Vous avez des mots très durs pour notre système de santé, surtout en ce qui concerne le traitement de la santé mentale. Pourquoi une société aussi technologiquement avancée que la nôtre a-t-elle encore tant de difficulté à prendre soin des personnes qui souffrent de maladie mentale ?

Durs ? Oui, peut-être, mais je ne le vois pas ainsi. En tout cas, ce n’était pas mon intention. Mon roman n’est pas un essai, sauf qu’à travers mon récit, on comprend les limites de notre système de santé qui, dois-je le rappeler, coûte 65 milliards par année, soit plus de 40 % du budget de l’État québécois.

Je n’ai jamais été malade à part des rhumes inoffensifs, alors lorsqu’André, mon conjoint, a été frappé par des maladies neurodégénératives.
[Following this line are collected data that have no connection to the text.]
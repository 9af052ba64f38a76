//! Derived caches are not persisted; reopening the workspace must rebuild
//! them from the notes on disk.

use inkvault_core::{Workspace, WorkspaceOptions};
use tempfile::TempDir;

fn options(dir: &TempDir) -> WorkspaceOptions {
    WorkspaceOptions {
        base_path: dir.path().to_path_buf(),
        default_vault: "Notes".to_string(),
    }
}

#[test]
fn reopen_restores_search_and_links() {
    let dir = TempDir::new().unwrap();

    {
        let ws = Workspace::open(&options(&dir)).unwrap();
        ws.create_vault("Personal", None).unwrap();
        ws.create_note("Personal", "Todo", "Buy milk [[Groceries]]").unwrap();
    }

    // New process: fresh in-memory index, same files.
    let ws = Workspace::open(&options(&dir)).unwrap();

    assert!(ws.list_vaults().unwrap().contains(&"Personal".to_string()));
    assert_eq!(ws.search_notes("Personal", "milk").unwrap()[0].title, "Todo");
    assert_eq!(ws.backlinks("Personal", "Groceries").unwrap(), vec!["Todo"]);
    assert_eq!(ws.read_note("Personal", "Todo").unwrap(), "Buy milk [[Groceries]]");
}

#[test]
fn default_vault_is_created_once() {
    let dir = TempDir::new().unwrap();

    let ws = Workspace::open(&options(&dir)).unwrap();
    assert_eq!(ws.list_vaults().unwrap(), vec!["Notes"]);
    drop(ws);

    let ws = Workspace::open(&options(&dir)).unwrap();
    assert_eq!(ws.list_vaults().unwrap(), vec!["Notes"]);

    // A workspace that already has vaults gets no implicit default.
    let dir2 = TempDir::new().unwrap();
    std::fs::create_dir(dir2.path().join("Existing")).unwrap();
    let ws = Workspace::open(&options(&dir2)).unwrap();
    assert_eq!(ws.list_vaults().unwrap(), vec!["Existing"]);
}

#[test]
fn rebuild_matches_incremental_state_across_restart() {
    let dir = TempDir::new().unwrap();

    let before = {
        let ws = Workspace::open(&options(&dir)).unwrap();
        ws.create_note("Notes", "A", "alpha beta [[B]]").unwrap();
        ws.create_note("Notes", "B", "beta gamma").unwrap();
        ws.postings_snapshot("Notes").unwrap()
    };

    let ws = Workspace::open(&options(&dir)).unwrap();
    let after = ws.postings_snapshot("Notes").unwrap();

    assert_eq!(before, after);
}
//! Markup rendering and plain-text projection.

pub mod renderer;

pub use renderer::{plain_text, render_html};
J’ai été plongée dans deux réalités parallèles : d’un côté, les lenteurs aberrantes du système de santé, surtout pour les problèmes touchant la maladie mentale, de l’autre, le manque de ressources pour épauler les proches aidants. Car c’est ce que je suis devenue bien malgré moi, une proche aidante. J’ai fréquenté non seulement des hôpitaux, mais aussi une unité psychiatrique où André a été interné pendant de longs mois. Et tout cela, en pleine pandémie avec les contraintes que l’on connaît : port du masque, lavage frénétique des mains, visites au compte-gouttes, et j’en passe.
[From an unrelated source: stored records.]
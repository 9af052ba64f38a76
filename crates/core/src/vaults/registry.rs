//! Vault registry: creation, lookup, listing and removal of storage roots.

use std::fs;
use std::path::{Path, PathBuf};
use std::sync::{Arc, RwLock};

use walkdir::WalkDir;

use super::types::VaultHandle;
use crate::errors::CoreError;
use crate::notes::store::sync_dir;
use crate::notes::title;

/// Owns the name → storage-root mapping for the process.
///
/// `list` returns names in registration order; vaults discovered at
/// startup register in lexicographic order, before anything created at
/// runtime.
pub struct VaultManager {
    base_path: PathBuf,
    vaults: RwLock<Vec<Arc<VaultHandle>>>,
}

impl VaultManager {
    /// Discover existing vault directories under `base_path` and register
    /// them. If none exist, create the default vault — the only implicit
    /// side effect the core performs, and idempotent across restarts
    /// because an existing directory is discovered instead of re-created.
    pub fn open(base_path: &Path, default_vault: &str) -> Result<Self, CoreError> {
        fs::create_dir_all(base_path)?;

        let discovered = discover(base_path);
        let manager = Self {
            base_path: base_path.to_path_buf(),
            vaults: RwLock::new(discovered),
        };

        let empty =
            manager.vaults.read().map_err(|_| CoreError::LockPoisoned)?.is_empty();
        if empty {
            manager.create(default_vault, None)?;
        }

        Ok(manager)
    }

    /// Register a new vault and durably create its storage root.
    pub fn create(
        &self,
        name: &str,
        base_override: Option<&Path>,
    ) -> Result<Arc<VaultHandle>, CoreError> {
        title::validate(name)?;

        let base = base_override.unwrap_or(&self.base_path);
        let root = base.join(name);

        let mut vaults = self.vaults.write().map_err(|_| CoreError::LockPoisoned)?;

        if vaults.iter().any(|v| v.name == name) {
            return Err(CoreError::VaultExists(name.to_string()));
        }
        for existing in vaults.iter() {
            if root.starts_with(&existing.root) || existing.root.starts_with(&root) {
                return Err(CoreError::RootOverlap(root.display().to_string()));
            }
        }

        fs::create_dir_all(&root)?;
        sync_dir(base)?;

        let handle = Arc::new(VaultHandle::new(name, root));
        vaults.push(Arc::clone(&handle));
        Ok(handle)
    }

    /// Look up a vault by name.
    pub fn resolve(&self, name: &str) -> Result<Arc<VaultHandle>, CoreError> {
        let vaults = self.vaults.read().map_err(|_| CoreError::LockPoisoned)?;
        vaults
            .iter()
            .find(|v| v.name == name)
            .cloned()
            .ok_or_else(|| CoreError::VaultNotFound(name.to_string()))
    }

    /// Vault names in registration order.
    pub fn names(&self) -> Result<Vec<String>, CoreError> {
        let vaults = self.vaults.read().map_err(|_| CoreError::LockPoisoned)?;
        Ok(vaults.iter().map(|v| v.name.clone()).collect())
    }

    /// All handles, registration order.
    pub fn handles(&self) -> Result<Vec<Arc<VaultHandle>>, CoreError> {
        let vaults = self.vaults.read().map_err(|_| CoreError::LockPoisoned)?;
        Ok(vaults.to_vec())
    }

    /// Unregister a vault and hand its handle to the caller for teardown.
    /// Lookups arriving after this returns see `VaultNotFound`; the caller
    /// still holds the handle and deletes the storage under its write lock.
    pub fn remove(&self, name: &str) -> Result<Arc<VaultHandle>, CoreError> {
        let mut vaults = self.vaults.write().map_err(|_| CoreError::LockPoisoned)?;
        let pos = vaults
            .iter()
            .position(|v| v.name == name)
            .ok_or_else(|| CoreError::VaultNotFound(name.to_string()))?;
        Ok(vaults.remove(pos))
    }

    /// The configured base path new vaults default to.
    pub fn base_path(&self) -> &Path {
        &self.base_path
    }
}

fn discover(base: &Path) -> Vec<Arc<VaultHandle>> {
    let mut found: Vec<(String, PathBuf)> = Vec::new();

    for entry in WalkDir::new(base).min_depth(1).max_depth(1).follow_links(false) {
        let entry = match entry {
            Ok(e) => e,
            Err(e) => {
                tracing::warn!("failed to scan vault base {}: {}", base.display(), e);
                continue;
            }
        };
        if !entry.file_type().is_dir() {
            continue;
        }
        let name = match entry.file_name().to_str() {
            Some(n) => n.to_string(),
            None => continue,
        };
        if name.starts_with('.') {
            continue;
        }
        found.push((name, entry.path().to_path_buf()));
    }

    found.sort();
    found
        .into_iter()
        .map(|(name, root)| Arc::new(VaultHandle::new(name, root)))
        .collect()
}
Mais à travers ce système chaotique, André a eu la chance d’avoir des médecins dévoués, deux psychiatres et une neurologue. Je ne sais pas ce que j’aurais fait sans eux. J’ai aussi découvert la psychiatrie, un univers nébuleux dominé par le dosage délicat des pilules sans lesquelles les patients risquent de devenir dangereux. Je me suis souvent sentie seule, abandonnée par le système lorsqu’André faisait des crises et menaçait de me tuer. Vers qui me tourner pour obtenir de l’aide ? Dieu merci, le 911 existe.


 

Je voulais me débarrasser de la dictature des faits, je ressentais le besoin viscéral de me sentir libre d’inventer, sans avoir à vérifier mille microdétails.


 

Votre roman raconte une histoire de maladie et de mort, mais il s’agit également d’une grande histoire d’amour. Toutefois, là encore, la société et ses règles semblent souvent en dissonance avec ce que vivent les gens. Pourquoi, croyez-vous, nos institutions nous ressemblent-elles si peu ?
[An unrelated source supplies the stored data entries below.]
//! Scratch reconstruction of a vault's index from its notes on disk.
//!
//! Used at workspace startup (the index is not persisted) and by explicit
//! reindex requests. Individual unreadable files are skipped and logged;
//! they must not abort the rebuild of the rest of the vault.

use std::path::Path;

use chrono::{DateTime, Utc};
use walkdir::WalkDir;

use super::db::{IndexDb, IndexError};

/// Statistics from a rebuild operation.
#[derive(Debug, Clone, Default)]
pub struct RebuildStats {
    /// Number of note files discovered.
    pub files_found: usize,
    /// Number of notes indexed.
    pub notes_indexed: usize,
    /// Number of notes skipped due to errors.
    pub notes_skipped: usize,
    /// Rebuild duration in milliseconds.
    pub duration_ms: u64,
}

/// Drop the vault's index state and rebuild it from the files under `root`.
pub fn rebuild_vault(
    db: &IndexDb,
    vault: &str,
    root: &Path,
) -> Result<RebuildStats, IndexError> {
    let start = std::time::Instant::now();
    let mut stats = RebuildStats::default();

    db.purge_vault(vault)?;

    for entry in WalkDir::new(root).max_depth(1).follow_links(false) {
        let entry = match entry {
            Ok(e) => e,
            Err(e) => {
                tracing::warn!("failed to walk vault '{}': {}", vault, e);
                continue;
            }
        };

        let path = entry.path();
        if !is_note_file(path) {
            continue;
        }
        stats.files_found += 1;

        let title = match path.file_stem().and_then(|s| s.to_str()) {
            Some(t) => t.to_string(),
            None => {
                stats.notes_skipped += 1;
                continue;
            }
        };

        let content = match std::fs::read_to_string(path) {
            Ok(c) => c,
            Err(e) => {
                tracing::warn!("failed to read {}: {}", path.display(), e);
                stats.notes_skipped += 1;
                continue;
            }
        };

        let modified = file_modified(path);
        match db.index_note(vault, &title, &content, modified) {
            Ok(()) => stats.notes_indexed += 1,
            Err(e) => {
                tracing::warn!("failed to index {}: {}", path.display(), e);
                stats.notes_skipped += 1;
            }
        }
    }

    stats.duration_ms = start.elapsed().as_millis() as u64;
    Ok(stats)
}

fn is_note_file(path: &Path) -> bool {
    if !path.is_file() {
        return false;
    }
    let hidden = path
        .file_name()
        .and_then(|n| n.to_str())
        .is_some_and(|n| n.starts_with('.'));
    if hidden {
        return false;
    }
    path.extension().and_then(|e| e.to_str()).is_some_and(|e| e == "md")
}

fn file_modified(path: &Path) -> DateTime<Utc> {
    path.metadata()
        .and_then(|m| m.modified())
        .map(DateTime::<Utc>::from)
        .unwrap_or_else(|_| Utc::now())
}

#[cfg(test)]
mod tests {
    use super::*;
    use std::fs;
    use tempfile::TempDir;

    #[test]
    fn test_rebuild_indexes_notes() {
        let dir = TempDir::new().unwrap();
        fs::write(dir.path().join("Todo.md"), "Buy milk [[Groceries]]").unwrap();
        fs::write(dir.path().join("Journal.md"), "milk milk").unwrap();
        fs::write(dir.path().join("readme.txt"), "not a note").unwrap();
        fs::write(dir.path().join(".Draft.md.tmp"), "partial write").unwrap();

        let db = IndexDb::open_in_memory().unwrap();
        let stats = rebuild_vault(&db, "v", dir.path()).unwrap();

        assert_eq!(stats.files_found, 2);
        assert_eq!(stats.notes_indexed, 2);
        assert_eq!(stats.notes_skipped, 0);

        let hits = db.search("v", "milk").unwrap();
        assert_eq!(hits[0].title, "Journal");
        assert_eq!(hits[1].title, "Todo");
    }

    #[test]
    fn test_rebuild_replaces_stale_state() {
        let dir = TempDir::new().unwrap();
        let db = IndexDb::open_in_memory().unwrap();

        db.index_note("v", "Ghost", "this note no longer exists on disk", Utc::now())
            .unwrap();
        fs::write(dir.path().join("Real.md"), "actual words").unwrap();

        rebuild_vault(&db, "v", dir.path()).unwrap();

        assert!(db.search("v", "ghost").unwrap().is_empty());
        assert_eq!(db.indexed_titles("v").unwrap(), vec!["Real"]);
    }

    #[test]
    fn test_rebuild_empty_vault() {
        let dir = TempDir::new().unwrap();
        let db = IndexDb::open_in_memory().unwrap();
        let stats = rebuild_vault(&db, "v", dir.path()).unwrap();

        assert_eq!(stats.files_found, 0);
        assert_eq!(stats.notes_indexed, 0);
    }
}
J’ignore pour les autres, mais moi, je n’ai jamais cru au mariage. Je ne me suis jamais mariée, car je n’avais pas besoin de la bénédiction de l’État, encore moins celle de l’Église, pour aimer quelqu’un et rester avec lui pour le meilleur et pour le pire, comme le veut la formule consacrée. Et le pire, je l’ai connu dans les dernières années de la vie d’André. Ça, c’est le premier niveau. Le deuxième, c’est cette pression sociale à peine subtile pour qu’un couple vive ensemble. J’ai longtemps refusé de céder à cette pression. J’ai non seulement rejeté la conjugalité classique, mais aussi la famille recomposée, toi, moi, ton fils, ma fille, tous ensemble sous le même toit. André me suppliait de vivre avec lui. Plus je résistais, plus il s’acharnait jusqu’à frôler la tyrannie conjugale. Je ne voulais pas vivre avec lui et son fils, point, non par principe ou au nom d’une quelconque idéologie, mais parce que j’étais une vieille fille et que je m’assumais. Trop, me disait André à la blague. Et j’ai résisté… jusqu’à ce que ma fille soit assez grande pour vivre en appartement.

Mes amis et ma famille ne me jugeaient pas, mais la société, oui. Le gouvernement ne m’a pas spontanément accordé le statut de veuve après la mort d’André. Comme nous ne vivions pas sous le même toit, nous n’étions pas un « vrai » couple, ce qui m’excluait des avantages financiers liés au veuvage, comme si je n’étais pas une veuve, une vraie, sauf que ma peine, elle, était bien réelle.